[Doc]Add benchmark scripts (#74)

### What this PR does / why we need it? The purpose of this PR is to add benchmark scripts for npu, developers can easily run performance tests on their own machines with one line of code . --------- Signed-off-by: wangli <wangli858794774@gmail.com>
2025-03-21 15:54:34 +08:00
parent befbee5883
commit 9a175ca0fc
6 changed files with 397 additions and 0 deletions
--- a/benchmarks/scripts/run-performance-benchmarks.sh
+++ b/benchmarks/scripts/run-performance-benchmarks.sh
@@ -0,0 +1,289 @@
+#!/bin/bash
+
+
+check_npus() {
+  # shellcheck disable=SC2155
+  declare -g npu_count=$(npu-smi info -l | grep "Total Count" | awk -F ':' '{print $2}' | tr -d ' ')
+  
+  if [[ -z "$npu_count" || "$npu_count" -eq 0 ]]; then
+    echo "Need at least 1 NPU to run benchmarking."
+    exit 1
+  else
+    echo "found NPU conut: $npu_count"
+  fi
+
+  npu_type=$(npu-smi info | grep -E "^\| [0-9]+" | awk -F '|' '{print $2}' | awk '{$1=$1;print}' | awk '{print $2}')
+
+  echo "NPU type is: $npu_type"
+}
+
+ensure_sharegpt_downloaded() {
+  local FILE=ShareGPT_V3_unfiltered_cleaned_split.json
+  if [ ! -f "$FILE" ]; then
+    echo "$FILE not found, downloading from hf-mirror ..."
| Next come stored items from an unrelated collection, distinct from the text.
//! Procedural textures for shelves, books and fillers
//!
//! Every texture is painted into a [`RasterBuffer`] from scratch; there are no
//! image assets. The decorative noise (wood grain jitter, spine stipple) uses
//! an unseeded generator unless the caller supplies one.

use std::collections::HashMap;
use std::sync::Arc;

use tracing::debug;

use crate::color::{Rgb, Rgba};
use crate::config::TextureConfig;
use crate::raster::{fit_text, RasterBuffer};

/// Logical description of a texture; equal requests yield interchangeable rasters
#[derive(Debug, Clone, PartialEq, Eq, Hash)]
pub enum MaterialRequest {
    Wood { base: Rgb },
    BookSpine { color: Rgb, title: String },
    Placeholder,
    Label { text: String },
}

const GRAIN_SPACING: usize = 3;
const KNOT_COLOR: Rgba = Rgba::new(60, 30, 15, 0.3);
const GOLD_RULE: Rgba = Rgba::new(218, 165, 32, 0.6);
const SPINE_TITLE: Rgba = Rgba::new(255, 255, 255, 0.9);
const LABEL_TEXT: Rgba = Rgba::new(232, 213, 183, 0.8);

/// Wood grain: base fill, wavy low-alpha grain strokes and one or two knots
pub fn wood(base: Rgb, width: u32, height: u32, rng: &mut fastrand::Rng) -> RasterBuffer {
    let mut buffer = RasterBuffer::filled(width, height, base.into());
    let w = width as f32;

    for i in (0..height as usize).step_by(GRAIN_SPACING) {
        let y = i as f32;
        let phase = (y * 0.05).sin() * 8.0 + rng.f32() * 4.0;
        let color = Rgba::new(0, 0, 0, grain_alpha(rng));
        let stroke = 0.5 + rng.f32();

        let mut points = vec![(0.0, y)];
        points.extend(
            (0..width as usize)
                .step_by(10)
                .map(|x| x as f32)
                .map(|x| (x, y + ((x + phase) * 0.02).sin() * 2.0)),
        );
        buffer.draw_polyline(&points, stroke, color);
    }

    for _ in 0..knot_count(rng) {
        let center = (rng.f32() * w, rng.f32() * height as f32);
        let radius = 4.0 + rng.f32() * 8.0;
        buffer.radial_gradient(center, radius, KNOT_COLOR);
    }

    buffer
}

/// Grain stroke opacity, 3% to 7%
fn grain_alpha(rng: &mut fastrand::Rng) -> f32 {
    0.03 + rng.f32() * 0.04
}

fn knot_count(rng: &mut fastrand::Rng) -> usize {
    1 + rng.usize(0..2)
}

/// Book spine: cloth stipple, gold rules top and bottom, vertical title
pub fn book_spine(
    color: Rgb,
    title: &str,
    width: u32,
    height: u32,
    glyph_scale: u32,
    rng: &mut fastrand::Rng,
) -> RasterBuffer {
    let mut buffer = RasterBuffer::filled(width, height, color.into());

    for y in (0..height as i32).step_by(2) {
        for x in (0..width as i32).step_by(2) {
            if rng.f32() > 0.7 {
                buffer.blend_pixel(x, y, Rgba::new(0, 0, 0, rng.f32() * 0.08));
            }
        }
    }

    let (w, h) = (width as f32, height as f32);
    let rules = [
        (8.0, 20.0, w - 8.0),
        (10.0, 24.0, w - 10.0),
        (8.0, h - 30.0, w - 8.0),
        (10.0, h - 26.0, w - 10.0),
    ];
    for (x0, y, x1) in rules {
        buffer.draw_line((x0, y), (x1, y), 1.5, GOLD_RULE);
    }

    let available = height.saturating_sub(60);
    let fitted = fit_text(title, available, glyph_scale);
    buffer.draw_text_vertical(
        &fitted,
        (width as i32 / 2, height as i32 / 2),
        glyph_scale,
        SPINE_TITLE,
    );

    buffer
}

/// Ghost book: near-transparent fill, faint border and two faint rules
pub fn placeholder(width: u32, height: u32) -> RasterBuffer {
    let mut buffer = RasterBuffer::filled(width, height, Rgb::WHITE.with_alpha(0.03));
    buffer.stroke_rect(1, 1, width as i32 - 2, height as i32 - 2, Rgb::WHITE.with_alpha(0.12));

    let faint = Rgb::WHITE.with_alpha(0.06);
    let (w, h) = (width as f32, height as f32);
    buffer.draw_line((6.0, 16.0), (w - 6.0, 16.0), 1.0, faint);
    buffer.draw_line((6.0, h - 20.0), (w - 6.0, h - 20.0), 1.0, faint);
    buffer
}

/// Category name on a transparent strip, left aligned
pub fn label(text: &str, width: u32, height: u32, glyph_scale: u32) -> RasterBuffer {
    let mut buffer = RasterBuffer::new(width, height);
    let fitted = fit_text(text, width.saturating_sub(16), glyph_scale);
    buffer.draw_text(&fitted, 8, height as i32 / 2, glyph_scale, LABEL_TEXT);
    buffer
}

/// Stateless front end that maps requests to rasters at configured sizes
#[derive(Debug, Clone, Default)]
pub struct TextureSynthesizer {
    pub config: TextureConfig,
}

impl TextureSynthesizer {
    pub fn new(config: TextureConfig) -> Self {
        Self { config }
    }

    pub fn synthesize(&self, request: &MaterialRequest) -> RasterBuffer {
        self.synthesize_with(request, &mut fastrand::Rng::new())
    }

    /// Same as [`synthesize`](Self::synthesize) with caller-controlled noise
    pub fn synthesize_with(&self, request: &MaterialRequest, rng: &mut fastrand::Rng) -> RasterBuffer {
        let c = &self.config;
        match request {
            MaterialRequest::Wood { base } => wood(*base, c.wood_size[0], c.wood_size[1], rng),
            MaterialRequest::BookSpine { color, title } => book_spine(
                *color,
                title,
                c.spine_size[0],
                c.spine_size[1],
                c.glyph_scale,
                rng,
            ),
            MaterialRequest::Placeholder => placeholder(c.placeholder_size[0], c.placeholder_size[1]),
            MaterialRequest::Label { text } => label(text, c.label_size[0], c.label_size[1], c.glyph_scale),
        }
    }
}

/// Per-build memo of synthesized rasters, keyed by request
#[derive(Debug, Default)]
pub struct TextureCache {
    entries: HashMap<MaterialRequest, Arc<RasterBuffer>>,
    misses: usize,
}

impl TextureCache {
    pub fn new() -> Self {
        Self::default()
    }

    pub fn get_or_synthesize(
        &mut self,
        synthesizer: &TextureSynthesizer,
        request: &MaterialRequest,
    ) -> Arc<RasterBuffer> {
        if let Some(raster) = self.entries.get(request) {
            return raster.clone();
        }
        self.misses += 1;
        let raster = Arc::new(synthesizer.synthesize(request));
        self.entries.insert(request.clone(), raster.clone());
        raster
    }

    pub fn get(&self, request: &MaterialRequest) -> Option<Arc<RasterBuffer>> {
        self.entries.get(request).cloned()
    }

    pub fn len(&self) -> usize {
        self.entries.len()
    }

    pub fn is_empty(&self) -> bool {
        self.entries.is_empty()
    }

    /// Number of requests that required synthesis
    pub fn misses(&self) -> usize {
        self.misses
    }

    pub fn clear(&mut self) {
        debug!(textures = self.entries.len(), "Clearing texture cache");
        self.entries.clear();
        self.misses = 0;
    }
}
+    wget https://hf-mirror.com/datasets/anon8231489123/ShareGPT_Vicuna_unfiltered/resolve/main/$FILE
+  else
+    echo "$FILE already exists."
+  fi
+}
+
+json2args() {
+  # transforms the JSON string to command line args, and '_' is replaced to '-'
+  # example:
+  # input: { "model": "meta-llama/Llama-2-7b-chat-hf", "tensor_parallel_size": 1 }
+  # output: --model meta-llama/Llama-2-7b-chat-hf --tensor-parallel-size 1
+  local json_string=$1
+  local args
+  args=$(
+    echo "$json_string" | jq -r '
+      to_entries |
+      map("--" + (.key | gsub("_"; "-")) + " " + (.value | tostring)) |
+      join(" ")
+    '
+  )
+  echo "$args"
+}
+
+wait_for_server() {
+  # wait for vllm server to start
+  # return 1 if vllm server crashes
+  timeout 1200 bash -c '
+    until curl -X POST localhost:8000/v1/completions; do
+      sleep 1
+    done' && return 0 || return 1
+}
+
+get_cur_npu_id() {
+    npu-smi info -l | awk -F ':' '/NPU ID/ {print $2+0; exit}'
+}
+
+kill_npu_processes() {
+  ps -aux
+  lsof -t -i:8000 | xargs -r kill -9
+  pgrep python3 | xargs -r kill -9
+  
+  sleep 4
+  rm -rf ~/.config/vllm
+
+}
+
+
+run_latency_tests() {
+  # run latency tests using `benchmark_latency.py`
+  # $1: a json file specifying latency test cases
+
+  local latency_test_file
+  latency_test_file=$1
+
+  # Iterate over latency tests
+  jq -c '.[]' "$latency_test_file" | while read -r params; do
+    # get the test name, and append the NPU type back to it.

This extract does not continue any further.